Given this latest update from the Fed, the further rate reductions the market had previously expected now apparently hinge on further progress in lowering stubbornly high inflation. How alarming was the tone change from the Fed?
While inflation was still ripping near peak levels in 2022, the number of FOMC members that indicated they were concerned about an upside to the inflation outlook peaked at 17. Since that time, the number of members concerned over upside inflation surprises had steadily shrunk to three by October 2024. As of the Wednesday meeting, that number sprang back to a whopping 15 committee members now worried about upside inflation risks.
That polar shift clearly demonstrates that the FOMC is getting just a little concerned with higher-for-longer inflation remaining so sticky and notably above target. Importantly, it may also indicate that policymakers could be finally starting to grapple with the prospects for sweeping economic changes under a Trump administration.
The interpretation by the market was clear. Until FOMC concern about inflation drops again, Santa may not have a bundle of 2025 rate cuts in the back of the sleigh after all. Without those cuts, our relative goldilocks economic conditions could come under the threat of a dollar that’s too strong, yields that are too high, an interest component on the debt that spikes instead of shrinks, and inflation that keeps our trusty Federal Reserve firefighters trapped at the station.

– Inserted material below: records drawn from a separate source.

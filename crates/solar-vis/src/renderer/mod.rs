pub mod canvas;
pub mod scale;
pub mod traits;

// Re-export key types for convenient access
pub use canvas::{Canvas, Shape, ShapeKind};
pub use scale::ScaleModel;
pub use traits::{DrawSurface, Rect};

The combination of a strong dollar and higher yields will likely slow economic growth, and slowing growth will likely send the stock market down. A slowing economy (lower income tax revenues) and a falling stock market (lower capital gains tax revenues) means less income to the government, while higher rates and a strong dollar mean government outlays will increase. The combo of lower receipts on greater outlays means we have an accelerated deficit problem until the Fed decides to change its stance back to dovish.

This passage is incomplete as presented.